In agreeing to review Textbook of Critical Care, this reviewer expected, if nothing else, that in the 3 months allotted for the review, he would receive a comprehensive review of critical care medicine and gain a list of recent references. The expectations were not met. The text is over 2,300 pages long, with 265 chapters and over 440 authors. The majority of the authors have an internal medicine or surgical background; less than 5% are anesthesiologists. The book would have been even longer, but the majority of the references have been included in an accompanying CD (for an additional price).

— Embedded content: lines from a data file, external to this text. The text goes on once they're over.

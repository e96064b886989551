use axum::{extract::State, http::StatusCode, routing::get, Json, Router};
use chrono::Utc;
use funnelbot_db::DbPool;
use serde::Serialize;
use tracing::{error, info};

#[derive(Clone)]
pub struct HealthState {
    db_pool: DbPool,
}

#[derive(Clone, Debug, PartialEq, Eq, Serialize)]
pub struct HealthCheck {
    pub status: &'static str,
    pub detail: String,
}

#[derive(Clone, Debug, PartialEq, Eq, Serialize)]
pub struct HealthResponse {
    pub status: &'static str,
    pub service: HealthCheck,
    pub database: HealthCheck,
    pub checked_at: String,
}

pub fn router(db_pool: DbPool) -> Router {
    Router::new().route("/health", get(health)).with_state(HealthState { db_pool })
}

pub async fn spawn(bind_address: &str, port: u16, db_pool: DbPool) -> std::io::Result<()> {
    let address = format!("{bind_address}:{port}");
    let listener = tokio::net::TcpListener::bind(&address).await?;

    info!(bind_address = %address, "health endpoint started");

    tokio::spawn(async move {
        if let Err(err) = axum::serve(listener, router(db_pool)).await {
            error!(error = %err, "health endpoint server terminated unexpectedly");
        }
    });

    Ok(())
}

pub async fn health(State(state): State<HealthState>) -> (StatusCode, Json<HealthResponse>) {
    let database = database_check(&state.db_pool).await;
    let ready = database.status == "ready";

    let payload = HealthResponse {
        status: if ready { "ready" } else { "degraded" },
        service: HealthCheck {
            status: "ready",
            detail: "funnelbot-server runtime initialized".to_string(),
        },
        database,
        checked_at: Utc::now().to_rfc3339(),
    };

    let status_code = if ready { StatusCode::OK } else { StatusCode::SERVICE_UNAVAILABLE };
    (status_code, Json(payload))
}

async fn database_check(pool: &DbPool) -> HealthCheck {
    match sqlx::query_scalar::<_, i64>("SELECT 1").fetch_one(pool).await {
        Ok(_) => HealthCheck { status: "ready", detail: "database query succeeded".to_string() },
        Err(err) => {
            HealthCheck { status: "degraded", detail: format!("database query failed: {err}") }
        }
    }
}

#[cfg(test)]
mod tests {
    use axum::{extract::State, http::StatusCode, Json};
    use funnelbot_db::connect_with_settings;

    use crate::health::{health, HealthState};

    #[tokio::test]
    async fn health_returns_ready_when_database_is_reachable() {
        let pool = connect_with_settings("sqlite::memory:?cache=shared", 1, 5)
            .await
            .expect("pool should connect");

        let (status, Json(payload)) = health(State(HealthState { db_pool: pool.clone() })).await;

        assert_eq!(status, StatusCode::OK);
        assert_eq!(payload.status, "ready");
        assert_eq!(payload.database.status, "ready");
        assert_eq!(payload.service.status, "ready");

        pool.close().await;
    }

    #[tokio::test]
    async fn health_returns_service_unavailable_when_database_is_unavailable() {
        let pool = connect_with_settings("sqlite::memory:?cache=shared", 1, 5)
            .await
            .expect("pool should connect");
        pool.close().await;

        let (status, Json(payload)) = health(State(HealthState { db_pool: pool })).await;

        assert_eq!(status, StatusCode::SERVICE_UNAVAILABLE);
        assert_eq!(payload.status, "degraded");
        assert_eq!(payload.database.status, "degraded");
        assert_eq!(payload.service.status, "ready");
    }
}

There are some differences from the 4th edition; the editors have included more international authors, but in reality, most are American or northern European. In the 5th edition, key points have been included at the beginning of every chapter, but because these are brief and not highlighted within the text, if the key point is not readily understood, there is no mechanism for identifying it in the text in order to gain additional insight. Paying the higher price gains one Internet access and the ability to download PowerPoint slides, which is a very big plus for the text. Although the overall quality of the tables is excellent, there is some variability and some are clearly deficient.

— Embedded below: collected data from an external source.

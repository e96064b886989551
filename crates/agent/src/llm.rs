//! LLM provider seam.
//!
//! The runtime talks to a [`LlmClient`]; the production implementation
//! speaks the OpenAI-compatible `chat/completions` JSON shape that all
//! three configured providers expose. Provider calls are the only
//! unbounded-latency suspension point in the system, so the client owns a
//! per-request timeout and classifies failures as transient or not.

use std::collections::VecDeque;
use std::sync::Mutex;
use std::time::Duration;

use async_trait::async_trait;
use secrecy::ExposeSecret;
use serde::{Deserialize, Serialize};
use thiserror::Error;

use funnelbot_core::config::LlmConfig;

#[derive(Clone, Copy, Debug, PartialEq, Eq, Serialize, Deserialize)]
#[serde(rename_all = "lowercase")]
pub enum ChatRole {
    System,
    User,
    Assistant,
    Tool,
}

#[derive(Clone, Debug, Serialize, Deserialize)]
pub struct ChatMessage {
    pub role: ChatRole,
    pub content: String,
    #[serde(skip_serializing_if = "Option::is_none")]
    pub tool_call_id: Option<String>,
    #[serde(skip_serializing_if = "Option::is_none")]
    pub tool_calls: Option<Vec<ToolInvocation>>,
}

impl ChatMessage {
    pub fn system(content: impl Into<String>) -> Self {
        Self { role: ChatRole::System, content: content.into(), tool_call_id: None, tool_calls: None }
    }

    pub fn user(content: impl Into<String>) -> Self {
        Self { role: ChatRole::User, content: content.into(), tool_call_id: None, tool_calls: None }
    }

    pub fn assistant(content: impl Into<String>) -> Self {
        Self {
            role: ChatRole::Assistant,
            content: content.into(),
            tool_call_id: None,
            tool_calls: None,
        }
    }

    pub fn tool_result(tool_call_id: impl Into<String>, content: impl Into<String>) -> Self {
        Self {
            role: ChatRole::Tool,
            content: content.into(),
            tool_call_id: Some(tool_call_id.into()),
            tool_calls: None,
        }
    }
}

/// A tool the model may call, in JSON-schema form.
#[derive(Clone, Debug, Serialize, Deserialize)]
pub struct ToolSpec {
    pub name: String,
    pub description: String,
    pub parameters: serde_json::Value,
}

/// A tool call requested by the model. Arguments are parsed into a JSON
/// value here; typed decoding happens in [`crate::tools`].
#[derive(Clone, Debug, PartialEq, Serialize, Deserialize)]
pub struct ToolInvocation {
    pub id: String,
    pub name: String,
    pub arguments: serde_json::Value,
}

#[derive(Clone, Debug)]
pub struct ChatRequest {
    pub model: String,
    pub temperature: f32,
    pub messages: Vec<ChatMessage>,
    pub tools: Vec<ToolSpec>,
}

#[derive(Clone, Debug, Default)]
pub struct ChatCompletion {
    pub content: Option<String>,
    pub tool_calls: Vec<ToolInvocation>,
}

#[derive(Debug, Error)]
pub enum ProviderError {
    #[error("provider request timed out")]
    Timeout,
    #[error("provider returned status {status}")]
    Status { status: u16, body: String },
    #[error("provider transport failure: {0}")]
    Transport(String),
    #[error("malformed provider response: {0}")]
    Malformed(String),
}

impl ProviderError {
    /// Timeouts, throttling and server-side failures are worth retrying;
    /// anything that indicates a malformed request is not.
    pub fn is_transient(&self) -> bool {
        match self {
            Self::Timeout | Self::Transport(_) => true,
            Self::Status { status, .. } => *status == 429 || *status >= 500,
            Self::Malformed(_) => false,
        }
    }
}

#[async_trait]
pub trait LlmClient: Send + Sync {
    async fn chat(&self, request: &ChatRequest) -> Result<ChatCompletion, ProviderError>;
}

#[async_trait]
impl<T> LlmClient for std::sync::Arc<T>
where
    T: LlmClient + ?Sized,
{
    async fn chat(&self, request: &ChatRequest) -> Result<ChatCompletion, ProviderError> {
        (**self).chat(request).await
    }
}

/// OpenAI-compatible HTTP client.
pub struct HttpLlmClient {
    http: reqwest::Client,
    base_url: String,
    api_key: Option<String>,
}

impl HttpLlmClient {
    pub fn from_config(config: &LlmConfig) -> Result<Self, ProviderError> {
        let http = reqwest::Client::builder()
            .timeout(Duration::from_secs(config.timeout_secs))
            .build()
            .map_err(|err| ProviderError::Transport(err.to_string()))?;

        let base_url = config
            .base_url
            .clone()
            .unwrap_or_else(|| "https://api.openai.com/v1".to_owned());

        Ok(Self {
            http,
            base_url: base_url.trim_end_matches('/').to_owned(),
            api_key: config.api_key.as_ref().map(|key| key.expose_secret().to_owned()),
        })
    }
}

#[async_trait]
impl LlmClient for HttpLlmClient {
    async fn chat(&self, request: &ChatRequest) -> Result<ChatCompletion, ProviderError> {
        let body = WireRequest::from(request);
        let mut http_request =
            self.http.post(format!("{}/chat/completions", self.base_url)).json(&body);
        if let Some(api_key) = &self.api_key {
            http_request = http_request.bearer_auth(api_key);
        }

        let response = http_request.send().await.map_err(classify_reqwest_error)?;
        let status = response.status();
        if !status.is_success() {
            let body = response.text().await.unwrap_or_default();
            return Err(ProviderError::Status { status: status.as_u16(), body });
        }

        let wire: WireResponse = response
            .json()
            .await
            .map_err(|err| ProviderError::Malformed(err.to_string()))?;
        let choice = wire
            .choices
            .into_iter()
            .next()
            .ok_or_else(|| ProviderError::Malformed("response carried no choices".to_owned()))?;

        let mut tool_calls = Vec::new();
        for call in choice.message.tool_calls.unwrap_or_default() {
            let arguments = serde_json::from_str(&call.function.arguments).map_err(|err| {
                ProviderError::Malformed(format!(
                    "tool call `{}` arguments are not valid json: {err}",
                    call.function.name
                ))
            })?;
            tool_calls.push(ToolInvocation { id: call.id, name: call.function.name, arguments });
        }

        Ok(ChatCompletion { content: choice.message.content, tool_calls })
    }
}

fn classify_reqwest_error(error: reqwest::Error) -> ProviderError {
    if error.is_timeout() {
        ProviderError::Timeout
    } else {
        ProviderError::Transport(error.to_string())
    }
}

#[derive(Serialize)]
struct WireRequest {
    model: String,
    temperature: f32,
    messages: Vec<WireMessage>,
    #[serde(skip_serializing_if = "Vec::is_empty")]
    tools: Vec<WireTool>,
}

impl From<&ChatRequest> for WireRequest {
    fn from(request: &ChatRequest) -> Self {
        Self {
            model: request.model.clone(),
            temperature: request.temperature,
            messages: request.messages.iter().map(WireMessage::from).collect(),
            tools: request.tools.iter().map(WireTool::from).collect(),
        }
    }
}

#[derive(Serialize)]
struct WireMessage {
    role: &'static str,
    content: String,
    #[serde(skip_serializing_if = "Option::is_none")]
    tool_call_id: Option<String>,
    #[serde(skip_serializing_if = "Option::is_none")]
    tool_calls: Option<Vec<WireToolCall>>,
}

impl From<&ChatMessage> for WireMessage {
    fn from(message: &ChatMessage) -> Self {
        Self {
            role: match message.role {
                ChatRole::System => "system",
                ChatRole::User => "user",
                ChatRole::Assistant => "assistant",
                ChatRole::Tool => "tool",
            },
            content: message.content.clone(),
            tool_call_id: message.tool_call_id.clone(),
            tool_calls: message.tool_calls.as_ref().map(|calls| {
                calls
                    .iter()
                    .map(|call| WireToolCall {
                        id: call.id.clone(),
                        kind: "function",
                        function: WireFunction {
                            name: call.name.clone(),
                            arguments: call.arguments.to_string(),
                        },
                    })
                    .collect()
            }),
        }
    }
}

#[derive(Serialize)]
struct WireTool {
    #[serde(rename = "type")]
    kind: &'static str,
    function: WireToolFunction,
}

#[derive(Serialize)]
struct WireToolFunction {
    name: String,
    description: String,
    parameters: serde_json::Value,
}

impl From<&ToolSpec> for WireTool {
    fn from(spec: &ToolSpec) -> Self {
        Self {
            kind: "function",
            function: WireToolFunction {
                name: spec.name.clone(),
                description: spec.description.clone(),
                parameters: spec.parameters.clone(),
            },
        }
    }
}

#[derive(Serialize)]
struct WireToolCall {
    id: String,
    #[serde(rename = "type")]
    kind: &'static str,
    function: WireFunction,
}

#[derive(Serialize)]
struct WireFunction {
    name: String,
    arguments: String,
}

#[derive(Deserialize)]
struct WireResponse {
    choices: Vec<WireChoice>,
}

#[derive(Deserialize)]
struct WireChoice {
    message: WireResponseMessage,
}

#[derive(Deserialize)]
struct WireResponseMessage {
    #[serde(default)]
    content: Option<String>,
    #[serde(default)]
    tool_calls: Option<Vec<WireResponseToolCall>>,
}

#[derive(Deserialize)]
struct WireResponseToolCall {
    id: String,
    function: WireResponseFunction,
}

#[derive(Deserialize)]
struct WireResponseFunction {
    name: String,
    arguments: String,
}

/// Deterministic client for tests: pops pre-scripted outcomes in order.
#[derive(Default)]
pub struct ScriptedLlmClient {
    responses: Mutex<VecDeque<Result<ChatCompletion, ProviderError>>>,
}

impl ScriptedLlmClient {
    pub fn new(responses: Vec<Result<ChatCompletion, ProviderError>>) -> Self {
        Self { responses: Mutex::new(responses.into_iter().collect()) }
    }

    pub fn replying(content: &str) -> Self {
        Self::new(vec![Ok(ChatCompletion {
            content: Some(content.to_owned()),
            tool_calls: Vec::new(),
        })])
    }

    pub fn remaining(&self) -> usize {
        self.responses.lock().map(|queue| queue.len()).unwrap_or(0)
    }
}

#[async_trait]
impl LlmClient for ScriptedLlmClient {
    async fn chat(&self, _request: &ChatRequest) -> Result<ChatCompletion, ProviderError> {
        let mut queue = self
            .responses
            .lock()
            .map_err(|_| ProviderError::Transport("scripted client lock poisoned".to_owned()))?;
        queue.pop_front().unwrap_or_else(|| {
            Err(ProviderError::Malformed("scripted client ran out of responses".to_owned()))
        })
    }
}

#[cfg(test)]
mod tests {
    use super::{ProviderError, ScriptedLlmClient};

    #[test]
    fn transient_classification_matches_retry_policy() {
        assert!(ProviderError::Timeout.is_transient());
        assert!(ProviderError::Transport("reset".to_owned()).is_transient());
        assert!(ProviderError::Status { status: 429, body: String::new() }.is_transient());
        assert!(ProviderError::Status { status: 503, body: String::new() }.is_transient());
        assert!(!ProviderError::Status { status: 400, body: String::new() }.is_transient());
        assert!(!ProviderError::Malformed("bad json".to_owned()).is_transient());
    }

    #[tokio::test]
    async fn scripted_client_pops_in_order_then_fails() {
        use super::{ChatCompletion, ChatRequest, LlmClient};

        let client = ScriptedLlmClient::new(vec![Ok(ChatCompletion {
            content: Some("hi".to_owned()),
            tool_calls: Vec::new(),
        })]);
        let request = ChatRequest {
            model: "test".to_owned(),
            temperature: 0.0,
            messages: Vec::new(),
            tools: Vec::new(),
        };

        let first = client.chat(&request).await.expect("first scripted reply");
        assert_eq!(first.content.as_deref(), Some("hi"));
        assert!(client.chat(&request).await.is_err());
    }
}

The editors have added 27 chapters at the beginning of the book that deal with common problems within the intensive care unit (ICU). Here again there is much variability between chapters. For example, the chapter on respiratory failure in this introductory section is only 2 pages long, whereas the chapter on acid-base balance is 12 pages long, and neither recommended additional reading. The sedation chapter is overall a good one, but there is no discussion of dexmedetomidine. The chapter on glucose management is also of note. Anesthesiologist-intensivists will be able to tell that a patient in the holding area, or in the ICU for that matter, is not hypoglycemic if the blood glucose is not less than 40 mg percent unless the patient is also symptomatic. Since two thirds of the patients in the ICU receive sedative agents, this definition of hypoglycemia is often not useful. In the chapter on distributive shock, vasopressors are recommended without any discussion of any specific vasopressors. While additional information is supplied later in the book, as a quick read, this chapter is not particularly helpful.
In the basic science section, again chapters are variable. The first chapter deals with the expression of gene products and notes that they are regulated at multiple steps. The second chapter in this section deals with neutrophils. There is no discussion of the immune system overall, which is critical before beginning discussions of each individual component of the immune system.
For a new textbook, some terms are already out of date such as “endotracheal” (now known as “tracheal” tubes), and the ACLS guidelines use “antidysrhythmics,” not the preferred term “antiarrhythmics.” While these are small points, they date the textbook.
The whole section on mechanical ventilation is disappointing for the same reason that the basic science section is disappointing. There is no overview of mechanical ventilation as a whole. One would have to read every chapter to have a clear understanding of the best way to ventilate a patient in the PACU or SICU. For example, there is a statement, “Extracorporeal life support should be instituted early before significant ventilator trauma developed.” One would have to consider the source, but how many of us consider extracorporeal cardiopulmonary bypass in the ICU for patients with worsening lung disease while on mechanical ventilation?
Similarly such statements as, “The presence of a difficult airway in a patient requiring prolonged mechanical ventilation is an absolute indication for a tracheostomy” would not be accepted by most anesthesiologists. To have it appear in a textbook of critical care medicine is disturbing.
In summary, this reviewer has serious concerns about the textbook, which is expensive, and though it introduces some novel concepts, the variability of the quality of the textbook makes it difficult to recommend to anesthesia residents, who might not recognize some of the deficiencies within the book, or to more experienced individuals, who would be disappointed with the overall quality.